(Items listed in a dataset)
──────────
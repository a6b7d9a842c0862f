mod app;
mod application;
mod config;
mod domain;
mod engine;
mod settings;
mod ui;
mod utils;

use tracing_subscriber::EnvFilter;

fn main() -> iced::Result {
    tracing_subscriber::fmt()
        .with_env_filter(
            EnvFilter::try_from_default_env().unwrap_or_else(|_| EnvFilter::new("ytdl_desk=info")),
        )
        .init();

    let config = config::AppConfig::detect();
    tracing::info!(platform = ?config.platform, engine = %config.engine_program.display(), "starting");

    iced::application(app::boot(config), app::update, app::view)
        .title(app::DownloadApp::title)
        .subscription(app::subscription)
        .window_size((820.0, 680.0))
        .run()
}
pub mod error;
pub mod model;

pub use error::AppError;
pub use model::{
    AttemptPlan, Browser, DownloadRequest, PostStep, ProgressEvent, Quality, RunOutcome,
    RunPhase, Severity,
};
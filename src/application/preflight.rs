use std::path::{Path, PathBuf};

use crate::config::{AppConfig, Platform};
use crate::domain::AppError;

/// External programs a run needs, resolved to absolute paths.
#[derive(Debug, Clone, PartialEq, Eq)]
pub struct ToolPaths {
    pub engine: PathBuf,
    pub transcoder: PathBuf,
}

/// Locates the transcoder and the engine before a run starts.
///
/// Runs on every start request, so tools installed while the app is open are picked up.
pub fn check_tools(config: &AppConfig) -> Result<ToolPaths, AppError> {
    let transcoder = locate(&config.transcoder_program).ok_or_else(|| AppError::MissingTool {
        tool: "FFmpeg",
        hint: transcoder_install_hint(config.platform),
    })?;

    let engine = locate(&config.engine_program).ok_or_else(|| AppError::MissingTool {
        tool: "yt-dlp",
        hint: engine_install_hint(config.platform),
    })?;

    tracing::info!(engine = %engine.display(), transcoder = %transcoder.display(), "tools located");
    Ok(ToolPaths { engine, transcoder })
}

fn locate(program: &Path) -> Option<PathBuf> {
    match which::which(program) {
        Ok(path) => Some(path),
        Err(e) => {
            tracing::warn!(program = %program.display(), error = %e, "tool not found");
            None
        }
    }
}

pub fn transcoder_install_hint(platform: Platform) -> String {
    match platform {
        Platform::Windows => "Install it on Windows with:\n\
             winget install Gyan.FFmpeg\n\n\
             Then restart the terminal or Explorer."
            .to_string(),
        Platform::MacOs => "Install it on macOS with:\nbrew install ffmpeg".to_string(),
        Platform::Linux => "Install it on Linux with:\nsudo apt install ffmpeg".to_string(),
    }
}

pub fn engine_install_hint(platform: Platform) -> String {
    match platform {
        Platform::Windows => "Install it on Windows with:\nwinget install yt-dlp.yt-dlp".to_string(),
        Platform::MacOs => "Install it on macOS with:\nbrew install yt-dlp".to_string(),
        Platform::Linux => "Install it on Linux with:\npython3 -m pip install -U yt-dlp".to_string(),
    }
}

#[cfg(test)]
mod tests {
    use super::*;

    #[test]
    fn test_missing_transcoder_reported_first() {
        let config = AppConfig {
            transcoder_program: PathBuf::from("definitely-not-a-transcoder-4821"),
            engine_program: PathBuf::from("definitely-not-an-engine-4821"),
            platform: Platform::Linux,
            ..AppConfig::default()
        };

        match check_tools(&config) {
            Err(AppError::MissingTool { tool, hint }) => {
                assert_eq!(tool, "FFmpeg");
                assert!(hint.contains("apt install ffmpeg"));
            }
            other => panic!("unexpected result: {:?}", other),
        }
    }

    #[cfg(unix)]
    #[test]
    fn test_missing_engine_after_transcoder_found() {
        let config = AppConfig {
            transcoder_program: PathBuf::from("sh"),
            engine_program: PathBuf::from("definitely-not-an-engine-4821"),
            platform: Platform::MacOs,
            ..AppConfig::default()
        };

        match check_tools(&config) {
            Err(AppError::MissingTool { tool, hint }) => {
                assert_eq!(tool, "yt-dlp");
                assert!(hint.contains("brew install yt-dlp"));
            }
            other => panic!("unexpected result: {:?}", other),
        }
    }

    #[cfg(unix)]
    #[test]
    fn test_all_tools_found() {
        let config = AppConfig {
            transcoder_program: PathBuf::from("sh"),
            engine_program: PathBuf::from("sh"),
            ..AppConfig::default()
        };

        let tools = check_tools(&config).unwrap();
        assert!(tools.engine.is_absolute());
        assert!(tools.transcoder.is_absolute());
    }

    #[test]
    fn test_windows_hint_mentions_winget() {
        assert!(transcoder_install_hint(Platform::Windows).contains("winget install Gyan.FFmpeg"));
    }
}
──────────
Task objective: Start with the line above that contains "pub struct ToolPaths" and end with the line that contains "pub fn check_tools(config: &AppConfig)". Write out those lines exactly, and only those.

Answer box:
pub struct ToolPaths {
    pub engine: PathBuf,
    pub transcoder: PathBuf,
}

/// Locates the transcoder and the engine before a run starts.
///
/// Runs on every start request, so tools installed while the app is open are picked up.
pub fn check_tools(config: &AppConfig) -> Result<ToolPaths, AppError> {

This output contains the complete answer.